Return the data below exactly, but only from the line containing "pub fn created_payload(&self, id: &str)" through the line containing "pub fn fail_operation(&self, operation: PortalOperation)", with both of those lines included.

○ ○ ○ ○ ○ ○ ○

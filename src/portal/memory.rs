//! An organization held entirely in memory.
//!
//! The state is a serializable [`PortalSnapshot`], so a whole source + destination
//! organization can live in one JSON file: `soldeploy --portal-file org.json` loads
//! it, deploys into it and writes it back. Tests use the same type and inspect the
//! [`PortalEvent`] log to check ordering and call counts, and can make individual
//! operations fail with [`InMemoryPortal::fail_operation`].

use anyhow::{Context, Result, anyhow, bail};
use futures::FutureExt;
use serde::{Deserialize, Serialize};
use serde_json::{Map, Value};
use std::collections::{BTreeMap, BTreeSet, HashMap, HashSet};
use std::path::Path;
use std::sync::{Mutex, MutexGuard, PoisonError};

use super::{
    CreatedItem, Extent, Folder, FolderCreation, Portal, PortalDescriptor, PortalFuture,
    ServiceInfo, SpatialReference, User, WGS84_WKID,
};
use crate::core::{ItemMetadata, ItemPayload};

/// Mean Earth radius used by the Web Mercator projection.
const EARTH_RADIUS: f64 = 6_378_137.0;

/// An item as stored by the in-memory portal.
#[derive(Debug, Clone, Default, PartialEq, Serialize, Deserialize)]
#[serde(rename_all = "camelCase")]
pub struct StoredItem {
    pub item: Value,
    #[serde(default)]
    pub data: Value,
    #[serde(default, skip_serializing_if = "Option::is_none")]
    pub folder_id: Option<String>,
}

/// Complete state of an in-memory organization.
#[derive(Debug, Clone, Default, PartialEq, Serialize, Deserialize)]
#[serde(rename_all = "camelCase")]
pub struct PortalSnapshot {
    pub portal_url: String,
    #[serde(default)]
    pub descriptor: PortalDescriptor,
    #[serde(default)]
    pub user: User,
    #[serde(default)]
    pub folders: Vec<Folder>,
    #[serde(default)]
    pub items: BTreeMap<String, StoredItem>,
    /// Service URL -> id of the item owning the service.
    #[serde(default)]
    pub services: BTreeMap<String, String>,
    /// Ids of items the user administers.
    #[serde(default)]
    pub administered: BTreeSet<String>,
}

/// Operations that can be made to fail.
#[derive(Debug, Clone, Copy, PartialEq, Eq, Hash)]
pub enum PortalOperation {
    FetchItemBase,
    FetchItemData,
    FetchPortalDescriptor,
    FetchCurrentUser,
    FetchUserFolders,
    CreateFolder,
    ReprojectExtent,
    CreateItem,
    UpdateItem,
    LookupServiceInfo,
    CheckIsAdministrator,
}

/// Observable calls, in the order they happened.
#[derive(Debug, Clone, PartialEq, Eq)]
pub enum PortalEvent {
    FolderCreated { title: String },
    CreateItemStarted { title: String },
    ItemCreated { id: String, title: String },
    ItemUpdated { id: String },
    ServiceLookedUp { url: String },
    AdministratorChecked { item_id: String },
}

/// [`Portal`] implementation backed by a [`PortalSnapshot`].
#[derive(Debug, Default)]
pub struct InMemoryPortal {
    portal_url: String,
    state: Mutex<PortalSnapshot>,
    events: Mutex<Vec<PortalEvent>>,
    failing: Mutex<HashSet<PortalOperation>>,
    failing_titles: Mutex<HashSet<String>>,
    /// Payloads as received by `create_item`, by new id.
    creations: Mutex<HashMap<String, ItemPayload>>,
}

fn lock<T>(mutex: &Mutex<T>) -> MutexGuard<'_, T> {
    mutex.lock().unwrap_or_else(PoisonError::into_inner)
}

impl InMemoryPortal {
    pub fn new(snapshot: PortalSnapshot) -> Self {
        Self {
            portal_url: snapshot.portal_url.clone(),
            state: Mutex::new(snapshot),
            ..Self::default()
        }
    }

    /// Load a snapshot from a JSON file.
    pub async fn load_from(path: &Path) -> Result<Self> {
        let content = tokio::fs::read_to_string(path)
            .await
            .with_context(|| format!("Failed to read portal snapshot {}", path.display()))?;
        let snapshot: PortalSnapshot = serde_json::from_str(&content)
            .with_context(|| format!("Failed to parse portal snapshot {}", path.display()))?;
        Ok(Self::new(snapshot))
    }

    /// Write the current state to a JSON file.
    pub async fn save_to(&self, path: &Path) -> Result<()> {
        let content = serde_json::to_string_pretty(&self.snapshot())
            .context("Failed to serialize portal snapshot")?;
        tokio::fs::write(path, content)
            .await
            .with_context(|| format!("Failed to write portal snapshot {}", path.display()))
    }

    pub fn snapshot(&self) -> PortalSnapshot {
        lock(&self.state).clone()
    }

    /// Store an item under a fixed id, replacing any previous one.
    pub fn insert_item(&self, id: impl Into<String>, item: Value, data: Value) {
        lock(&self.state).items.insert(
            id.into(),
            StoredItem {
                item,
                data,
                folder_id: None,
            },
        );
    }

    pub fn item(&self, id: &str) -> Option<StoredItem> {
        lock(&self.state).items.get(id).cloned()
    }

    /// The payload item `id` was created with, before any later update.
    pub fn created_payload(&self, id: &str) -> Option<ItemPayload> {
        lock(&self.creations).get(id).cloned()
    }

    /// Make every future call of `operation` fail.
    pub fn fail_operation(&self, operation: PortalOperation) {
        lock(&self.failing).insert(operation);
    }

    /// Make creation of items with this title fail.
    pub fn fail_item_titled(&self, title: impl Into<String>) {
        lock(&self.failing_titles).insert(title.into());
    }

    pub fn events(&self) -> Vec<PortalEvent> {
        lock(&self.events).clone()
    }

    /// Number of administrator checks issued for `item_id`.
    pub fn administrator_checks(&self, item_id: &str) -> usize {
        lock(&self.events)
            .iter()
            .filter(|event| {
                matches!(event, PortalEvent::AdministratorChecked { item_id: id } if id == item_id)
            })
            .count()
    }

    fn record(&self, event: PortalEvent) {
        lock(&self.events).push(event);
    }

    fn check(&self, operation: PortalOperation) -> Result<()> {
        if lock(&self.failing).contains(&operation) {
            bail!("{operation:?} failed");
        }
        Ok(())
    }

    fn create_item_now(&self, payload: &ItemPayload, folder_id: &str) -> Result<CreatedItem> {
        self.check(PortalOperation::CreateItem)?;
        let title = payload.title().to_string();
        if lock(&self.failing_titles).contains(&title) {
            bail!("Unable to create item '{title}'");
        }

        let id = uuid::Uuid::new_v4().simple().to_string();
        let mut state = lock(&self.state);
        let mut item = match &payload.item {
            Value::Object(map) => map.clone(),
            _ => Map::new(),
        };
        item.insert("id".into(), Value::String(id.clone()));
        item.insert("owner".into(), Value::String(state.user.username.clone()));

        if item.get("type").and_then(Value::as_str) == Some("Feature Service") {
            let service_url = format!("{}/rest/services/{id}/FeatureServer", state.portal_url);
            item.insert("url".into(), Value::String(service_url.clone()));
            state.services.insert(service_url, id.clone());
            state.administered.insert(id.clone());
        }
        let url = item.get("url").and_then(Value::as_str).map(str::to_string);

        state.items.insert(
            id.clone(),
            StoredItem {
                item: Value::Object(item),
                data: payload.data.clone(),
                folder_id: (!folder_id.is_empty()).then(|| folder_id.to_string()),
            },
        );
        drop(state);
        lock(&self.creations).insert(id.clone(), payload.clone());

        self.record(PortalEvent::ItemCreated {
            id: id.clone(),
            title,
        });
        Ok(CreatedItem {
            id,
            url,
        })
    }
}

/// Inverse spherical Web Mercator for one point.
fn mercator_to_geographic(x: f64, y: f64) -> (f64, f64) {
    let lon = (x / EARTH_RADIUS).to_degrees();
    let lat = (2.0 * (y / EARTH_RADIUS).exp().atan() - std::f64::consts::FRAC_PI_2).to_degrees();
    (lon, lat)
}

fn project(extent: &Extent, out_wkid: u32) -> Result<Extent> {
    let in_wkid = extent.wkid().unwrap_or(WGS84_WKID);
    if in_wkid == out_wkid {
        return Ok(*extent);
    }
    match (in_wkid, out_wkid) {
        (102100 | 102113 | 3857, WGS84_WKID) => {
            let (xmin, ymin) = mercator_to_geographic(extent.xmin, extent.ymin);
            let (xmax, ymax) = mercator_to_geographic(extent.xmax, extent.ymax);
            Ok(Extent {
                xmin,
                ymin,
                xmax,
                ymax,
                spatial_reference: Some(SpatialReference::wkid(out_wkid)),
            })
        }
        _ => Err(anyhow!("Projection from wkid {in_wkid} to {out_wkid} is not supported")),
    }
}

impl Portal for InMemoryPortal {
    fn portal_url(&self) -> &str {
        &self.portal_url
    }

    fn fetch_item_base<'a>(&'a self, id: &'a str) -> PortalFuture<'a, ItemMetadata> {
        async move {
            self.check(PortalOperation::FetchItemBase)?;
            let stored = self.item(id).ok_or_else(|| anyhow!("Item '{id}' does not exist"))?;
            serde_json::from_value(stored.item)
                .with_context(|| format!("Item '{id}' has invalid metadata"))
        }
        .boxed()
    }

    fn fetch_item_data<'a>(&'a self, id: &'a str) -> PortalFuture<'a, Value> {
        async move {
            self.check(PortalOperation::FetchItemData)?;
            let stored = self.item(id).ok_or_else(|| anyhow!("Item '{id}' does not exist"))?;
            Ok(stored.data)
        }
        .boxed()
    }

    fn fetch_portal_descriptor(&self) -> PortalFuture<'_, PortalDescriptor> {
        async move {
            self.check(PortalOperation::FetchPortalDescriptor)?;
            Ok(lock(&self.state).descriptor.clone())
        }
        .boxed()
    }

    fn fetch_current_user(&self) -> PortalFuture<'_, User> {
        async move {
            self.check(PortalOperation::FetchCurrentUser)?;
            Ok(lock(&self.state).user.clone())
        }
        .boxed()
    }

    fn fetch_user_folders(&self) -> PortalFuture<'_, Vec<Folder>> {
        async move {
            self.check(PortalOperation::FetchUserFolders)?;
            Ok(lock(&self.state).folders.clone())
        }
        .boxed()
    }

    fn create_folder<'a>(&'a self, title: &'a str) -> PortalFuture<'a, FolderCreation> {
        async move {
            self.check(PortalOperation::CreateFolder)?;
            let mut state = lock(&self.state);
            if state.folders.iter().any(|folder| folder.title == title) {
                return Ok(FolderCreation::TitleTaken);
            }
            let folder = Folder {
                id: uuid::Uuid::new_v4().simple().to_string(),
                title: title.to_string(),
                username: Some(state.user.username.clone()),
            };
            state.folders.push(folder.clone());
            drop(state);
            self.record(PortalEvent::FolderCreated {
                title: title.to_string(),
            });
            Ok(FolderCreation::Created(folder))
        }
        .boxed()
    }

    fn reproject_extent<'a>(
        &'a self,
        extent: &'a Extent,
        out_wkid: u32,
        _geometry_service_url: &'a str,
    ) -> PortalFuture<'a, Extent> {
        async move {
            self.check(PortalOperation::ReprojectExtent)?;
            project(extent, out_wkid)
        }
        .boxed()
    }

    fn create_item<'a>(
        &'a self,
        payload: &'a ItemPayload,
        folder_id: &'a str,
    ) -> PortalFuture<'a, CreatedItem> {
        async move {
            self.record(PortalEvent::CreateItemStarted {
                title: payload.title().to_string(),
            });
            // Let other in-flight creations interleave, as a remote call would.
            tokio::task::yield_now().await;
            self.create_item_now(payload, folder_id)
        }
        .boxed()
    }

    fn update_item<'a>(
        &'a self,
        id: &'a str,
        payload: &'a ItemPayload,
        folder_id: &'a str,
    ) -> PortalFuture<'a, ()> {
        async move {
            self.check(PortalOperation::UpdateItem)?;
            let mut state = lock(&self.state);
            let stored =
                state.items.get_mut(id).ok_or_else(|| anyhow!("Item '{id}' does not exist"))?;
            // Updates merge into the stored metadata; properties not sent are kept.
            if !stored.item.is_object() {
                stored.item = Value::Object(Map::new());
            }
            if let (Value::Object(item), Value::Object(update)) = (&mut stored.item, &payload.item) {
                for (key, value) in update {
                    item.insert(key.clone(), value.clone());
                }
                item.insert("id".into(), Value::String(id.to_string()));
            }
            stored.data = payload.data.clone();
            if !folder_id.is_empty() {
                stored.folder_id = Some(folder_id.to_string());
            }
            drop(state);
            self.record(PortalEvent::ItemUpdated {
                id: id.to_string(),
            });
            Ok(())
        }
        .boxed()
    }

    fn lookup_service_info<'a>(&'a self, url: &'a str) -> PortalFuture<'a, ServiceInfo> {
        async move {
            self.check(PortalOperation::LookupServiceInfo)?;
            self.record(PortalEvent::ServiceLookedUp {
                url: url.to_string(),
            });
            let state = lock(&self.state);
            // Layer URLs resolve to the service that hosts them.
            let service_item_id = state.services.get(url).cloned().or_else(|| {
                let (service_url, layer) = url.rsplit_once('/')?;
                layer.parse::<u32>().ok()?;
                state.services.get(service_url).cloned()
            });
            Ok(ServiceInfo {
                service_item_id,
            })
        }
        .boxed()
    }

    fn check_is_administrator<'a>(&'a self, item_id: &'a str) -> PortalFuture<'a, bool> {
        async move {
            self.check(PortalOperation::CheckIsAdministrator)?;
            self.record(PortalEvent::AdministratorChecked {
                item_id: item_id.to_string(),
            });
            Ok(lock(&self.state).administered.contains(item_id))
        }
        .boxed()
    }
}
//! The portal a command talks to.

use anyhow::Result;
use std::path::{Path, PathBuf};
use tracing::debug;

use crate::config::DeployerConfig;
use crate::portal::{InMemoryPortal, Portal, RestPortal};

/// Either a snapshot file loaded into memory or a live REST portal.
pub enum PortalSession {
    File { portal: InMemoryPortal, path: PathBuf },
    Rest(RestPortal),
}

impl PortalSession {
    /// `--portal-file` when given, else the portal named in the configuration.
    pub async fn open(portal_file: Option<&Path>, config: &DeployerConfig) -> Result<Self> {
        if let Some(path) = portal_file {
            debug!("Using portal snapshot {}", path.display());
            let portal = InMemoryPortal::load_from(path).await?;
            return Ok(Self::File {
                portal,
                path: path.to_path_buf(),
            });
        }

        let credentials = config.credentials()?;
        debug!("Using portal {}", credentials.portal_url);
        let portal = match config.timeout() {
            Some(timeout) => RestPortal::with_timeout(credentials, timeout)?,
            None => RestPortal::new(credentials)?,
        };
        Ok(Self::Rest(portal))
    }

    pub fn portal(&self) -> &dyn Portal {
        match self {
            Self::File {
                portal,
                ..
            } => portal,
            Self::Rest(portal) => portal,
        }
    }

    /// Persist changes made to a snapshot file.
    pub async fn save(&self) -> Result<()> {
        if let Self::File {
            portal,
            path,
        } = self
        {
            portal.save_to(path).await?;
        }
        Ok(())
    }
}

○ ○ ○ ○ ○ ○ ○

● **Exercise output**
    pub fn created_payload(&self, id: &str) -> Option<ItemPayload> {
        lock(&self.creations).get(id).cloned()
    }

    /// Make every future call of `operation` fail.
    pub fn fail_operation(&self, operation: PortalOperation) {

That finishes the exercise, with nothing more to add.